А вышло по–другому. Вода спасла ему жизнь. С той самой минуты Том начал выздоравливать, и через пять дней уже мог сидеть, а ещё через пять — ходил по комнате. Тётя Полли так радовалась и благодарила судьбу, что даже сказала мне по секрету: хорошо бы Том сейчас напроказничал, а она бы его простила. А ещё сказала, что не знала раньше, как он ей дорог, и поняла по–настоящему только сейчас, когда чуть не потеряла его. А ещё, что всё к лучшему, что она получила хороший урок и теперь будет с Томом поласковей, что бы он ни натворил.

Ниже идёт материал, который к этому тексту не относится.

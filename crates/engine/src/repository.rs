//! Typed entity repository on top of the store adapter.
//!
//! One hash collection per entity type (`users`, `accounts`,
//! `transactions`), an email-to-id index hash for credential lookups,
//! and one list per notification recipient. Records are stored per key;
//! the repository never loads a whole collection to mutate one entry.
//!
//! The repository does not interpret business fields and never retries:
//! an unreachable backend surfaces as `StoreUnavailable` on every call.

use std::sync::Arc;

use serde::{Serialize, de::DeserializeOwned};

use crate::{
    Account, Bank, Notification, ResultEngine, Transaction, User,
    store::{Store, StoreError, WriteOp},
};

pub const USERS: &str = "users";
pub const ACCOUNTS: &str = "accounts";
pub const TRANSACTIONS: &str = "transactions";
pub const BANKS: &str = "banks";
pub const USER_EMAILS: &str = "user_emails";
const NOTIFICATIONS_PREFIX: &str = "notifications";

pub struct Repository {
    store: Arc<dyn Store>,
}

impl Repository {
    #[must_use]
    pub fn new(store: Arc<dyn Store>) -> Self {
        Self { store }
    }

    fn encode<T: Serialize>(value: &T) -> Result<String, StoreError> {
        serde_json::to_string(value).map_err(|err| StoreError::Corrupt(err.to_string()))
    }

    fn decode<T: DeserializeOwned>(collection: &str, id: &str, raw: &str) -> Result<T, StoreError> {
        serde_json::from_str(raw)
            .map_err(|err| StoreError::Corrupt(format!("{collection}/{id}: {err}")))
    }

    async fn record<T: DeserializeOwned>(
        &self,
        collection: &str,
        id: &str,
    ) -> ResultEngine<Option<T>> {
        match self.store.hash_get(collection, id).await? {
            Some(raw) => Ok(Some(Self::decode(collection, id, &raw)?)),
            None => Ok(None),
        }
    }

    async fn records<T: DeserializeOwned>(&self, collection: &str) -> ResultEngine<Vec<T>> {
        let mut out = Vec::new();
        for (id, raw) in self.store.hash_get_all(collection).await? {
            out.push(Self::decode(collection, &id, &raw)?);
        }
        Ok(out)
    }

    async fn put_record<T: Serialize>(
        &self,
        collection: &str,
        id: &str,
        value: &T,
    ) -> ResultEngine<()> {
        let raw = Self::encode(value)?;
        self.store.hash_set(collection, id, &raw).await?;
        Ok(())
    }

    pub async fn user(&self, id: &str) -> ResultEngine<Option<User>> {
        self.record(USERS, id).await
    }

    pub async fn users(&self) -> ResultEngine<Vec<User>> {
        self.records(USERS).await
    }

    pub async fn put_user(&self, user: &User) -> ResultEngine<()> {
        self.put_record(USERS, &user.id, user).await
    }

    pub async fn account(&self, id: &str) -> ResultEngine<Option<Account>> {
        self.record(ACCOUNTS, id).await
    }

    pub async fn accounts(&self) -> ResultEngine<Vec<Account>> {
        self.records(ACCOUNTS).await
    }

    pub async fn put_account(&self, account: &Account) -> ResultEngine<()> {
        self.put_record(ACCOUNTS, &account.id, account).await
    }

    pub async fn transactions(&self) -> ResultEngine<Vec<Transaction>> {
        self.records(TRANSACTIONS).await
    }

    pub async fn bank(&self, routing_code: &str) -> ResultEngine<Option<Bank>> {
        self.record(BANKS, routing_code).await
    }

    pub async fn banks(&self) -> ResultEngine<Vec<Bank>> {
        self.records(BANKS).await
    }

    pub async fn put_bank(&self, bank: &Bank) -> ResultEngine<()> {
        self.put_record(BANKS, &bank.routing_code, bank).await
    }

    /// Resolves a registered email through the index hash; no collection
    /// scan involved.
    pub async fn user_id_for_email(&self, email: &str) -> ResultEngine<Option<String>> {
        Ok(self.store.hash_get(USER_EMAILS, email).await?)
    }

    pub async fn index_email(&self, email: &str, user_id: &str) -> ResultEngine<()> {
        self.store.hash_set(USER_EMAILS, email, user_id).await?;
        Ok(())
    }

    fn notifications_key(recipient: &str) -> String {
        format!("{NOTIFICATIONS_PREFIX}:{recipient}")
    }

    pub async fn append_notification(
        &self,
        recipient: &str,
        note: &Notification,
    ) -> ResultEngine<()> {
        let raw = Self::encode(note)?;
        self.store
            .list_push_front(&Self::notifications_key(recipient), &raw)
            .await?;
        Ok(())
    }

    /// Returns the recipient's notifications, most recent first.
    pub async fn notifications(&self, recipient: &str) -> ResultEngine<Vec<Notification>> {
        let key = Self::notifications_key(recipient);
        let mut out = Vec::new();
        for raw in self.store.list_range(&key).await? {
            out.push(Self::decode(NOTIFICATIONS_PREFIX, recipient, &raw)?);
        }
        Ok(out)
    }

    // Batched writes: staged as ops, applied atomically by the store.

    pub fn user_write(user: &User) -> ResultEngine<WriteOp> {
        Ok(WriteOp::HashSet {
            collection: USERS.to_string(),
            id: user.id.clone(),
            value: Self::encode(user)?,
        })
    }

    pub fn account_write(account: &Account) -> ResultEngine<WriteOp> {
        Ok(WriteOp::HashSet {
            collection: ACCOUNTS.to_string(),
            id: account.id.clone(),
            value: Self::encode(account)?,
        })
    }

    pub fn transaction_write(tx: &Transaction) -> ResultEngine<WriteOp> {
        Ok(WriteOp::HashSet {
            collection: TRANSACTIONS.to_string(),
            id: tx.id.clone(),
            value: Self::encode(tx)?,
        })
    }

    pub fn notification_write(recipient: &str, note: &Notification) -> ResultEngine<WriteOp> {
        Ok(WriteOp::ListPushFront {
            key: Self::notifications_key(recipient),
            value: Self::encode(note)?,
        })
    }

    pub async fn apply(&self, batch: Vec<WriteOp>) -> ResultEngine<()> {
        self.store.apply(batch).await?;
        Ok(())
    }
}

#[cfg(test)]
mod tests {
    use super::*;
    use crate::{Money, store::MemoryStore};

    fn repository() -> Repository {
        Repository::new(Arc::new(MemoryStore::new()))
    }

    #[tokio::test]
    async fn user_roundtrip() {
        let repo = repository();
        let user = User::new_profile("Alice", "Doe", Money::new(100_00));
        repo.put_user(&user).await.unwrap();

        let loaded = repo.user(&user.id).await.unwrap().unwrap();
        assert_eq!(loaded, user);
        assert!(repo.user("nobody@wirepay").await.unwrap().is_none());
    }

    #[tokio::test]
    async fn corrupt_record_is_an_error_not_an_empty_result() {
        let store = Arc::new(MemoryStore::new());
        store.hash_set(USERS, "bad", "not json").await.unwrap();
        let repo = Repository::new(store);

        assert!(repo.user("bad").await.is_err());
        assert!(repo.users().await.is_err());
    }

    #[tokio::test]
    async fn notifications_are_most_recent_first() {
        let repo = repository();
        repo.append_notification("alice@wirepay", &Notification::now("one".to_string()))
            .await
            .unwrap();
        repo.append_notification("alice@wirepay", &Notification::now("two".to_string()))
            .await
            .unwrap();

        let notes = repo.notifications("alice@wirepay").await.unwrap();
        assert_eq!(notes[0].message, "two");
        assert_eq!(notes[1].message, "one");
    }
}
//! Transaction records.
//!
//! A `Transaction` is the immutable, append-only trace of a transfer.
//! It is created at the moment balances are mutated, with a terminal
//! status; records are never updated afterwards.

use chrono::{DateTime, Utc};
use serde::{Deserialize, Serialize};
use uuid::Uuid;

use crate::{EngineError, Money, ResultEngine};

#[derive(Clone, Copy, Debug, PartialEq, Eq, Serialize, Deserialize)]
#[serde(rename_all = "snake_case")]
pub enum TransactionStatus {
    Pending,
    Success,
    Failed,
}

impl TransactionStatus {
    #[must_use]
    pub fn as_str(self) -> &'static str {
        match self {
            Self::Pending => "pending",
            Self::Success => "success",
            Self::Failed => "failed",
        }
    }

    /// `Success` and `Failed` never re-transition.
    #[must_use]
    pub const fn is_terminal(self) -> bool {
        matches!(self, Self::Success | Self::Failed)
    }
}

#[derive(Clone, Copy, Debug, PartialEq, Eq, Serialize, Deserialize)]
#[serde(rename_all = "snake_case")]
pub enum TransactionKind {
    Transfer,
    Deposit,
    Withdrawal,
}

impl TransactionKind {
    #[must_use]
    pub fn as_str(self) -> &'static str {
        match self {
            Self::Transfer => "transfer",
            Self::Deposit => "deposit",
            Self::Withdrawal => "withdrawal",
        }
    }
}

impl TryFrom<&str> for TransactionKind {
    type Error = EngineError;

    fn try_from(value: &str) -> Result<Self, Self::Error> {
        match value {
            "transfer" => Ok(Self::Transfer),
            "deposit" => Ok(Self::Deposit),
            "withdrawal" => Ok(Self::Withdrawal),
            other => Err(EngineError::InvalidAmount(format!(
                "invalid transaction kind: {other}"
            ))),
        }
    }
}

#[derive(Clone, Debug, PartialEq, Serialize, Deserialize)]
pub struct Transaction {
    pub id: String,
    /// Sender identifier: a user id on the user ledger, an account id on
    /// the account ledger.
    pub from_id: String,
    pub to_id: String,
    /// Owning user ids; on the user ledger these repeat `from_id`/`to_id`.
    pub from_user_id: String,
    pub to_user_id: String,
    pub amount: Money,
    pub timestamp: DateTime<Utc>,
    pub status: TransactionStatus,
    pub description: String,
    pub kind: TransactionKind,
}

impl Transaction {
    /// Builds a completed transfer record with a fresh identifier.
    ///
    /// Application and confirmation are a single atomic step, so the
    /// status is `Success` from creation; no `pending` state is ever
    /// observable.
    pub fn transfer(
        from_id: &str,
        to_id: &str,
        from_user_id: &str,
        to_user_id: &str,
        amount: Money,
        description: String,
    ) -> ResultEngine<Self> {
        if !amount.is_positive() {
            return Err(EngineError::InvalidAmount(
                "amount must be > 0".to_string(),
            ));
        }

        Ok(Self {
            id: Uuid::new_v4().to_string(),
            from_id: from_id.to_string(),
            to_id: to_id.to_string(),
            from_user_id: from_user_id.to_string(),
            to_user_id: to_user_id.to_string(),
            amount,
            timestamp: Utc::now(),
            status: TransactionStatus::Success,
            description,
            kind: TransactionKind::Transfer,
        })
    }
}
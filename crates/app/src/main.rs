use std::sync::Arc;

use engine::store::{MemoryStore, Store};

mod settings;

#[tokio::main]
async fn main() -> Result<(), Box<dyn std::error::Error + Send + Sync>> {
    let settings = settings::Settings::new()?;

    tracing_subscriber::fmt()
        .with_env_filter(format!(
            "wirepay={level},server={level},engine={level}",
            level = settings.app.level
        ))
        .init();

    let store: Arc<dyn Store> = match settings.store.backend {
        settings::StoreBackend::Memory => {
            if let Some(endpoint) = &settings.store.endpoint {
                tracing::warn!("store.endpoint {endpoint} ignored by the memory backend");
            }
            Arc::new(MemoryStore::new())
        }
    };
    let engine = engine::Engine::builder().store(store).build();

    let bind = settings
        .server
        .bind
        .unwrap_or_else(|| "127.0.0.1".to_string());
    let addr = format!("{}:{}", bind, settings.server.port);
    let listener = tokio::net::TcpListener::bind(&addr).await?;

    tokio::select! {
        result = server::run_with_listener(engine, listener) => result?,
        _ = tokio::signal::ctrl_c() => {
            tracing::info!("Shutdown signal received");
        }
    }

    Ok(())
}
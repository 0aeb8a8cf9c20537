//! Bank account records.
//!
//! An account balance and its owning user's balance are separate
//! ledgers; only account creation couples them (the owner's user
//! balance is overwritten with the account's opening balance).

use chrono::{DateTime, Utc};
use serde::{Deserialize, Serialize};
use uuid::Uuid;

use crate::Money;

#[derive(Clone, Debug, PartialEq, Serialize, Deserialize)]
pub struct Account {
    pub id: String,
    pub user_id: String,
    pub account_number: String,
    pub bank_name: String,
    pub balance: Money,
    pub account_type: String,
    pub created_at: DateTime<Utc>,
    pub active: bool,
}

impl Account {
    /// Creates an account with a generated identifier.
    #[must_use]
    pub fn new(user_id: &str, account_number: &str, bank_name: &str, balance: Money) -> Self {
        Self {
            id: Uuid::new_v4().to_string(),
            user_id: user_id.to_string(),
            account_number: account_number.to_string(),
            bank_name: bank_name.to_string(),
            balance,
            account_type: "savings".to_string(),
            created_at: Utc::now(),
            active: true,
        }
    }
}
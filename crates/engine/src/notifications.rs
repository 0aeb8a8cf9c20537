//! Per-recipient notification entries.

use chrono::{DateTime, Utc};
use serde::{Deserialize, Serialize};

#[derive(Clone, Debug, PartialEq, Serialize, Deserialize)]
pub struct Notification {
    pub message: String,
    pub timestamp: DateTime<Utc>,
}

impl Notification {
    #[must_use]
    pub fn now(message: String) -> Self {
        Self {
            message,
            timestamp: Utc::now(),
        }
    }
}
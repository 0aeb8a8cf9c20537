//! Transfer endpoints for the two ledger paths.

use api_types::transaction::{
    TransactionKind as ApiKind, TransactionStatus as ApiStatus, TransactionView,
    TransferAccountNew, TransferNew,
};
use axum::{Json, extract::State, http::StatusCode};

use crate::{ServerError, server::ServerState, to_amount, to_money};

fn map_status(status: engine::TransactionStatus) -> ApiStatus {
    match status {
        engine::TransactionStatus::Pending => ApiStatus::Pending,
        engine::TransactionStatus::Success => ApiStatus::Success,
        engine::TransactionStatus::Failed => ApiStatus::Failed,
    }
}

fn map_kind(kind: engine::TransactionKind) -> ApiKind {
    match kind {
        engine::TransactionKind::Transfer => ApiKind::Transfer,
        engine::TransactionKind::Deposit => ApiKind::Deposit,
        engine::TransactionKind::Withdrawal => ApiKind::Withdrawal,
    }
}

pub(crate) fn transaction_view(tx: engine::Transaction) -> TransactionView {
    TransactionView {
        id: tx.id,
        from_id: tx.from_id,
        to_id: tx.to_id,
        from_user_id: tx.from_user_id,
        to_user_id: tx.to_user_id,
        amount: to_amount(tx.amount),
        timestamp: tx.timestamp,
        status: map_status(tx.status),
        kind: map_kind(tx.kind),
        description: tx.description,
    }
}

pub async fn transfer(
    State(state): State<ServerState>,
    Json(payload): Json<TransferNew>,
) -> Result<(StatusCode, Json<TransactionView>), ServerError> {
    let tx = state
        .engine
        .transfer(
            &payload.from_user_id,
            &payload.to_user_id,
            to_money(payload.amount),
        )
        .await?;

    Ok((StatusCode::CREATED, Json(transaction_view(tx))))
}

pub async fn transfer_account(
    State(state): State<ServerState>,
    Json(payload): Json<TransferAccountNew>,
) -> Result<(StatusCode, Json<TransactionView>), ServerError> {
    let tx = state
        .engine
        .transfer_accounts(
            &payload.from_account_id,
            &payload.to_account_id,
            to_money(payload.amount),
        )
        .await?;

    Ok((StatusCode::CREATED, Json(transaction_view(tx))))
}
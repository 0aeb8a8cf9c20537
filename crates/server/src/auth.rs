//! User store endpoints: registration, login, email lookup.

use api_types::auth::{LoginNew, LoginResult, RegisterNew, RegisterResult, UserLookup};
use axum::{
    Json,
    extract::{Path, State},
};
use engine::EngineError;

use crate::{ServerError, server::ServerState};

pub async fn create_user(
    State(state): State<ServerState>,
    Json(payload): Json<RegisterNew>,
) -> Result<Json<RegisterResult>, ServerError> {
    let success = state
        .engine
        .create_user(&payload.name, &payload.email, &payload.password)
        .await?;
    Ok(Json(RegisterResult { success }))
}

pub async fn login(
    State(state): State<ServerState>,
    Json(payload): Json<LoginNew>,
) -> Result<Json<LoginResult>, ServerError> {
    let user = state
        .engine
        .check_authentication(&payload.email, &payload.password)
        .await?;

    Ok(Json(match user {
        Some(user) => LoginResult {
            success: true,
            name: Some(user.display_name()),
        },
        None => LoginResult {
            success: false,
            name: None,
        },
    }))
}

pub async fn user_by_email(
    State(state): State<ServerState>,
    Path(email): Path<String>,
) -> Result<Json<UserLookup>, ServerError> {
    let user = state
        .engine
        .user_by_email(&email)
        .await?
        .ok_or_else(|| EngineError::KeyNotFound("user not exists".to_string()))?;

    Ok(Json(UserLookup {
        name: user.display_name(),
        email,
    }))
}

И ещё сказала, что, знай мы, как тяжело терять дорогого человека, то ни единым словом не обижали бы наших близких.
Глава 4
Когда Том болел, в первую неделю ему было не так уж и плохо, потом сделалось и впрямь худо, ну а после он пошёл на поправку, так что только середина болезни для него пропала зря. А всё остальное время он занимался заговором: вначале всё обдумывал, чтобы мы с Джимом могли закончить дело, если он умрёт, — это было бы для Тома лучше всякого памятника, а когда выздоравливал, хотел быть во главе. Как только я пришёл за ним ухаживать, он тотчас послал меня к мистеру Бакстеру, начальнику типографии, раздобыть шрифты и попросить, чтобы Тома научили набирать. Мистер Бакстер — очень известный человек в городе, все его уважают. Под началом у него мистер Дэй и ученик. Ни одно благотворительное дело без мистера Бакстера не обходится, и старается он как может — ведь на нём держится вся церковь. По воскресеньям он собирает пожертвования, у всех на глазах, открыто, ходит с тарелкой, а когда закончит, ставит ее на стол — так, чтобы все видели, сколько собрали, и никогда не шарит в ней, как старый Пакстон. А ещё мистер Бакстер — Внутренний страж масонов, Внешний страж Общества взаимопомощи, важное лицо в Обществе врагов бутылки, и в «Дочерях Ревекки», и в «Царских дочерях», и Великий хранитель рыцарей нравственности, и Великий маршал Ордена добрых тамплиеров, и священных одеяний у него видимо–невидимо, а если где какое шествие, он всегда идёт со знаменем, или со шпагой, или несёт Библию на подносе, а вид у него такой важный, степенный — и при этом не получает ни цента. Словом, хороший человек, лучше не бывает.